On any given day there's reason for optimism and pessimism...I prefer the former but who can ignore the latter as the cause of much of our human inertia?
It will be great when the common knowledge catches up with the actual history of the Amazon and we once again integrate the kinds of permaculture and multicropping that prior to the arrival of Europeans supported millions of Amazonians in productive agriculture. The remote primitive tribes we see inhabiting the seemingly pristine forests represent the vestiges of a culture that lasted for thousands of years in productive balance. The west still denies it's existence by insisting on its being kept as wilderness as we first perceived it in the modern sense a few decades ago.
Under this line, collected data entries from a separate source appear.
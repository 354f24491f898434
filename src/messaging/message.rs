//! # Wire Payloads
//!
//! Both transports carry the same flat, string-keyed business payload:
//! `{taskId, userId, documentId, filePath}`. A delivery missing any of the
//! four keys (or carrying an unparseable value) is a poison message:
//! acknowledged and dropped without ever touching the task store, so it
//! can never block the consumer's acknowledgment position.

use serde::{Deserialize, Serialize};
use serde_json::Value;
use uuid::Uuid;

use super::errors::MessagingError;

/// Business content of a task delivery on either transport.
#[derive(Debug, Clone, PartialEq, Eq)]
pub struct IngestTaskMessage {
    pub task_id: Uuid,
    pub user_id: i64,
    pub document_id: i64,
    pub file_path: String,
}

impl IngestTaskMessage {
    pub fn new(task_id: Uuid, user_id: i64, document_id: i64, file_path: impl Into<String>) -> Self {
        Self {
            task_id,
            user_id,
            document_id,
            file_path: file_path.into(),
        }
    }

    /// Serialize to the wire form: a flat map with string values, so the
    /// payload is identical whichever transport carries it.
    pub fn to_wire(&self) -> Value {
        serde_json::json!({
            "taskId": self.task_id.to_string(),
            "userId": self.user_id.to_string(),
            "documentId": self.document_id.to_string(),
            "filePath": self.file_path,
        })
    }

    /// Parse a delivery payload. Any missing key, blank value, or
    /// unparseable id makes the delivery poison; the error carries the
    /// reason for the forensic log line.
    pub fn parse(value: &Value) -> Result<Self, MessagingError> {
        let map = value
            .as_object()
            .ok_or_else(|| MessagingError::deserialization("payload is not a JSON object"))?;

        let task_id_raw = string_field(map, "taskId")?;
        let task_id = task_id_raw.parse::<Uuid>().map_err(|e| {
            MessagingError::deserialization(format!("taskId is not a valid UUID: {e}"))
        })?;

        let user_id = numeric_field(map, "userId")?;
        let document_id = numeric_field(map, "documentId")?;
        let file_path = string_field(map, "filePath")?;

        Ok(Self {
            task_id,
            user_id,
            document_id,
            file_path,
        })
    }

    /// The raw taskId value of a payload, if present. Used for dead-letter
    /// forensics on poison deliveries that failed full parsing.
    pub fn raw_task_id(value: &Value) -> Option<String> {
        value
            .get("taskId")
            .and_then(Value::as_str)
            .map(str::to_string)
    }
}

fn string_field(
    map: &serde_json::Map<String, Value>,
    key: &str,
) -> Result<String, MessagingError> {
    let raw = map
        .get(key)
        .ok_or_else(|| MessagingError::deserialization(format!("missing field: {key}")))?;
    let s = raw
        .as_str()
        .ok_or_else(|| MessagingError::deserialization(format!("field is not a string: {key}")))?;
    if s.trim().is_empty() {
        return Err(MessagingError::deserialization(format!(
            "field is blank: {key}"
        )));
    }
    Ok(s.to_string())
}

/// Numeric ids arrive as JSON numbers (typed producers) or numeric strings
/// (string-map producers); accept both.
fn numeric_field(map: &serde_json::Map<String, Value>, key: &str) -> Result<i64, MessagingError> {
    let raw = map
        .get(key)
        .ok_or_else(|| MessagingError::deserialization(format!("missing field: {key}")))?;
    match raw {
        Value::Number(n) => n
            .as_i64()
            .ok_or_else(|| MessagingError::deserialization(format!("field is not an integer: {key}"))),
        Value::String(s) => s.trim().parse::<i64>().map_err(|_| {
            MessagingError::deserialization(format!("field is not an integer: {key}"))
        }),
        _ => Err(MessagingError::deserialization(format!(
            "field is not an integer: {key}"
        ))),
    }
}

/// Forensic record written to the dead-letter queue: a pointer back to the
/// original delivery, not a payload copy.
#[derive(Debug, Clone, PartialEq, Eq, Serialize, Deserialize)]
#[serde(rename_all = "camelCase")]
pub struct DeadLetterMessage {
    pub task_id: String,
    pub source_queue: String,
    pub source_group: String,
    pub source_delivery_id: String,
}

/// Broker envelope used by the outbox transport: routing key plus the
/// serialized business payload.
#[derive(Debug, Clone, PartialEq, Eq, Serialize, Deserialize)]
#[serde(rename_all = "camelCase")]
pub struct BrokerEnvelope {
    pub message_key: String,
    pub payload: String,
}

#[cfg(test)]
mod tests {
    use super::*;

    fn valid_payload() -> Value {
        serde_json::json!({
            "taskId": "6f7c3f9e-8b1a-4b6e-9d0a-1c2d3e4f5a6b",
            "userId": "42",
            "documentId": "7",
            "filePath": "/data/uploads/doc.pdf",
        })
    }

    #[test]
    fn test_round_trip_through_wire_form() {
        let message = IngestTaskMessage::new(Uuid::new_v4(), 42, 7, "/data/uploads/doc.pdf");
        let parsed = IngestTaskMessage::parse(&message.to_wire()).unwrap();
        assert_eq!(parsed, message);
    }

    #[test]
    fn test_accepts_numeric_ids_as_json_numbers() {
        let mut payload = valid_payload();
        payload["userId"] = serde_json::json!(42);
        payload["documentId"] = serde_json::json!(7);
        let parsed = IngestTaskMessage::parse(&payload).unwrap();
        assert_eq!(parsed.user_id, 42);
        assert_eq!(parsed.document_id, 7);
    }

    #[test]
    fn test_missing_any_key_is_poison() {
        for key in ["taskId", "userId", "documentId", "filePath"] {
            let mut payload = valid_payload();
            payload.as_object_mut().unwrap().remove(key);
            assert!(
                IngestTaskMessage::parse(&payload).is_err(),
                "missing {key} should be poison"
            );
        }
    }

    #[test]
    fn test_blank_file_path_is_poison() {
        let mut payload = valid_payload();
        payload["filePath"] = serde_json::json!("   ");
        assert!(IngestTaskMessage::parse(&payload).is_err());
    }

    #[test]
    fn test_malformed_task_id_is_poison() {
        let mut payload = valid_payload();
        payload["taskId"] = serde_json::json!("not-a-uuid");
        assert!(IngestTaskMessage::parse(&payload).is_err());
    }

    #[test]
    fn test_non_numeric_user_id_is_poison() {
        let mut payload = valid_payload();
        payload["userId"] = serde_json::json!("forty-two");
        assert!(IngestTaskMessage::parse(&payload).is_err());
    }

    #[test]
    fn test_non_object_payload_is_poison() {
        assert!(IngestTaskMessage::parse(&serde_json::json!("oops")).is_err());
        assert!(IngestTaskMessage::parse(&serde_json::json!(null)).is_err());
    }

    #[test]
    fn test_raw_task_id_survives_partial_poison() {
        let mut payload = valid_payload();
        payload.as_object_mut().unwrap().remove("filePath");
        assert_eq!(
            IngestTaskMessage::raw_task_id(&payload).as_deref(),
            Some("6f7c3f9e-8b1a-4b6e-9d0a-1c2d3e4f5a6b")
        );
    }

    #[test]
    fn test_dead_letter_wire_names() {
        let record = DeadLetterMessage {
            task_id: "t".to_string(),
            source_queue: "q".to_string(),
            source_group: "g".to_string(),
            source_delivery_id: "17".to_string(),
        };
        let json = serde_json::to_value(&record).unwrap();
        assert!(json.get("taskId").is_some());
        assert!(json.get("sourceQueue").is_some());
        assert!(json.get("sourceGroup").is_some());
        assert!(json.get("sourceDeliveryId").is_some());
    }
}
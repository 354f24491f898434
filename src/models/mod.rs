//! # Data Layer
//!
//! Durable records backing the ingestion pipeline: the task row with its
//! compare-and-swap ownership gate, the append-only transition log, and
//! the transactional outbox table.

pub mod ingest_task;
pub mod ingest_task_transition;
pub mod outbox_event;

pub use ingest_task::{IngestTask, IngestTaskSnapshot, NewIngestTask, TaskStatus};
pub use ingest_task_transition::{IngestTaskTransition, NewIngestTaskTransition};
pub use outbox_event::{NewOutboxEvent, OutboxEvent, OutboxEventStatus};
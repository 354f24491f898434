//! # Ingest Task Model
//!
//! One durable row per document-ingestion job. The row is the shared
//! resource every pipeline component coordinates on; its only
//! mutual-exclusion primitive is [`IngestTask::try_mark_running`], a
//! guarded conditional UPDATE whose affected-row count signals ownership.
//!
//! ## Database Schema
//!
//! Maps to the `ingest_tasks` table:
//! - `id`: Primary key (UUID), minted by the enqueue trigger
//! - `status`: QUEUED | RUNNING | RETRYING | SUCCEEDED | DEAD
//! - `attempt_count`: monotonically non-decreasing failure counter
//! - `next_retry_at`: due time while RETRYING, NULL otherwise
//!
//! SUCCEEDED and DEAD are terminal; rows are never deleted. Progress
//! fields use overwrite semantics so redelivered work is idempotent.

use chrono::{DateTime, Utc};
use serde::{Deserialize, Serialize};
use sqlx::{FromRow, PgPool};
use std::fmt;
use uuid::Uuid;

use crate::error::{IngestCoreError, Result};

/// Task lifecycle states.
#[derive(Debug, Clone, Copy, PartialEq, Eq, Hash, Serialize, Deserialize)]
#[serde(rename_all = "SCREAMING_SNAKE_CASE")]
pub enum TaskStatus {
    /// Created by the enqueue trigger, not yet picked up
    Queued,
    /// Exactly one worker owns the task
    Running,
    /// Failed with attempts remaining; due again at `next_retry_at`
    Retrying,
    /// Terminal success
    Succeeded,
    /// Terminal failure, attempts exhausted
    Dead,
}

impl TaskStatus {
    /// Terminal states are never mutated again.
    pub fn is_terminal(&self) -> bool {
        matches!(self, Self::Succeeded | Self::Dead)
    }

    pub fn as_str(&self) -> &'static str {
        match self {
            Self::Queued => "QUEUED",
            Self::Running => "RUNNING",
            Self::Retrying => "RETRYING",
            Self::Succeeded => "SUCCEEDED",
            Self::Dead => "DEAD",
        }
    }
}

impl fmt::Display for TaskStatus {
    fn fmt(&self, f: &mut fmt::Formatter<'_>) -> fmt::Result {
        f.write_str(self.as_str())
    }
}

impl std::str::FromStr for TaskStatus {
    type Err = IngestCoreError;

    fn from_str(s: &str) -> std::result::Result<Self, Self::Err> {
        match s {
            "QUEUED" => Ok(Self::Queued),
            "RUNNING" => Ok(Self::Running),
            "RETRYING" => Ok(Self::Retrying),
            "SUCCEEDED" => Ok(Self::Succeeded),
            "DEAD" => Ok(Self::Dead),
            other => Err(IngestCoreError::InvalidStatus(other.to_string())),
        }
    }
}

/// A document-ingestion task row.
#[derive(Debug, Clone, PartialEq, Serialize, Deserialize, FromRow)]
pub struct IngestTask {
    pub id: Uuid,
    pub user_id: i64,
    pub document_id: i64,
    pub status: String,
    pub progress: i32,
    pub processed_segments: i32,
    pub total_segments: i32,
    pub file_path: String,
    pub attempt_count: i32,
    pub next_retry_at: Option<DateTime<Utc>>,
    /// User-facing failure description, mirrored from `last_error`
    pub error_message: Option<String>,
    pub last_error: Option<String>,
    pub created_at: DateTime<Utc>,
    pub updated_at: DateTime<Utc>,
}

/// New task for creation (status starts QUEUED with zeroed counters).
#[derive(Debug, Clone, Serialize, Deserialize)]
pub struct NewIngestTask {
    pub id: Uuid,
    pub user_id: i64,
    pub document_id: i64,
    pub file_path: String,
}

/// Read snapshot served to status polling.
#[derive(Debug, Clone, PartialEq, Serialize, Deserialize)]
pub struct IngestTaskSnapshot {
    pub task_id: Uuid,
    pub document_id: i64,
    pub status: String,
    pub progress: i32,
    pub processed_segments: i32,
    pub total_segments: i32,
    pub attempt_count: i32,
    pub next_retry_at: Option<DateTime<Utc>>,
    pub error_message: Option<String>,
    pub last_error: Option<String>,
    pub updated_at: DateTime<Utc>,
}

impl IngestTask {
    /// Parse the stored status string.
    pub fn parsed_status(&self) -> Result<TaskStatus> {
        self.status.parse()
    }

    /// Whether the task has reached a terminal state.
    pub fn is_terminal(&self) -> bool {
        self.parsed_status().map(|s| s.is_terminal()).unwrap_or(false)
    }

    /// Create a new QUEUED task row.
    pub async fn create<'e, E>(executor: E, new_task: &NewIngestTask) -> Result<IngestTask>
    where
        E: sqlx::PgExecutor<'e>,
    {
        let task = sqlx::query_as::<_, IngestTask>(
            r#"
            INSERT INTO ingest_tasks (
                id, user_id, document_id, status, progress, processed_segments,
                total_segments, file_path, attempt_count, next_retry_at,
                error_message, last_error, created_at, updated_at
            )
            VALUES ($1, $2, $3, 'QUEUED', 0, 0, 0, $4, 0, NULL, NULL, NULL, NOW(), NOW())
            RETURNING *
            "#,
        )
        .bind(new_task.id)
        .bind(new_task.user_id)
        .bind(new_task.document_id)
        .bind(&new_task.file_path)
        .fetch_one(executor)
        .await?;

        Ok(task)
    }

    /// Find a task by id.
    pub async fn find_by_id(pool: &PgPool, id: Uuid) -> Result<Option<IngestTask>> {
        let task = sqlx::query_as::<_, IngestTask>("SELECT * FROM ingest_tasks WHERE id = $1")
            .bind(id)
            .fetch_optional(pool)
            .await?;
        Ok(task)
    }

    /// Find a task scoped to its owning user (status polling path).
    pub async fn find_by_id_for_user(
        pool: &PgPool,
        id: Uuid,
        user_id: i64,
    ) -> Result<Option<IngestTask>> {
        let task = sqlx::query_as::<_, IngestTask>(
            "SELECT * FROM ingest_tasks WHERE id = $1 AND user_id = $2",
        )
        .bind(id)
        .bind(user_id)
        .fetch_optional(pool)
        .await?;
        Ok(task)
    }

    /// The ownership gate: atomically transition QUEUED/RETRYING -> RUNNING
    /// if and only if the stored status is still eligible and the task is
    /// due. Returns true when this caller won the row. Must stay a single
    /// guarded UPDATE; it is the sole mutual-exclusion primitive shared by
    /// the stream worker and the reclaimer. The due time is cleared on the
    /// way in; it only exists while RETRYING.
    pub async fn try_mark_running<'e, E>(executor: E, id: Uuid, now: DateTime<Utc>) -> Result<bool>
    where
        E: sqlx::PgExecutor<'e>,
    {
        let result = sqlx::query(
            r#"
            UPDATE ingest_tasks
            SET status = 'RUNNING', next_retry_at = NULL, updated_at = $2
            WHERE id = $1
              AND status IN ('QUEUED', 'RETRYING')
              AND (next_retry_at IS NULL OR next_retry_at <= $2)
            "#,
        )
        .bind(id)
        .bind(now)
        .execute(executor)
        .await?;

        Ok(result.rows_affected() > 0)
    }

    /// Terminal success: full progress, retry bookkeeping cleared.
    pub async fn mark_succeeded<'e, E>(executor: E, id: Uuid, now: DateTime<Utc>) -> Result<()>
    where
        E: sqlx::PgExecutor<'e>,
    {
        sqlx::query(
            r#"
            UPDATE ingest_tasks
            SET status = 'SUCCEEDED', progress = 100, next_retry_at = NULL,
                error_message = NULL, last_error = NULL, updated_at = $2
            WHERE id = $1
            "#,
        )
        .bind(id)
        .bind(now)
        .execute(executor)
        .await?;
        Ok(())
    }

    /// Record a failed attempt: RETRYING with a due time, or DEAD when
    /// `next_retry_at` is None. The truncated message lands in both the
    /// user-facing `error_message` and the diagnostic `last_error`.
    pub async fn record_failure<'e, E>(
        executor: E,
        id: Uuid,
        status: TaskStatus,
        attempt_count: i32,
        error_message: &str,
        next_retry_at: Option<DateTime<Utc>>,
        now: DateTime<Utc>,
    ) -> Result<()>
    where
        E: sqlx::PgExecutor<'e>,
    {
        sqlx::query(
            r#"
            UPDATE ingest_tasks
            SET status = $2, attempt_count = $3, error_message = $4,
                last_error = $4, next_retry_at = $5, updated_at = $6
            WHERE id = $1
            "#,
        )
        .bind(id)
        .bind(status.as_str())
        .bind(attempt_count)
        .bind(error_message)
        .bind(next_retry_at)
        .bind(now)
        .execute(executor)
        .await?;
        Ok(())
    }

    /// Overwrite progress counters. Called from the throttled progress
    /// sink; overwrite semantics keep redelivery idempotent.
    pub async fn update_progress(
        pool: &PgPool,
        id: Uuid,
        processed_segments: i32,
        total_segments: i32,
        progress: i32,
        now: DateTime<Utc>,
    ) -> Result<()> {
        sqlx::query(
            r#"
            UPDATE ingest_tasks
            SET processed_segments = $2, total_segments = $3, progress = $4,
                updated_at = $5
            WHERE id = $1
            "#,
        )
        .bind(id)
        .bind(processed_segments)
        .bind(total_segments)
        .bind(progress)
        .bind(now)
        .execute(pool)
        .await?;
        Ok(())
    }

    /// Project the row into the read snapshot.
    pub fn snapshot(&self) -> IngestTaskSnapshot {
        IngestTaskSnapshot {
            task_id: self.id,
            document_id: self.document_id,
            status: self.status.clone(),
            progress: self.progress,
            processed_segments: self.processed_segments,
            total_segments: self.total_segments,
            attempt_count: self.attempt_count,
            next_retry_at: self.next_retry_at,
            error_message: self.error_message.clone(),
            last_error: self.last_error.clone(),
            updated_at: self.updated_at,
        }
    }
}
These pollutants are the same that will continue to be emmitted from the coal fired power plants of China and India that will be permitted by Kyoto, thereby delaying the evolution of clean power at the expense of the very environment we claim to be so concerned over. There are lots of reasons to be skeptical of Kyoto and the claims of anthropogenic global warming...and not all of them are shortsighted and greedy. I reject Kyoto and the IPCC's perspective and think Al Gore is in error but believe that he is capable of turning it around once he sees how the model which he supports is actually hurting the environment and the people who depend on its health.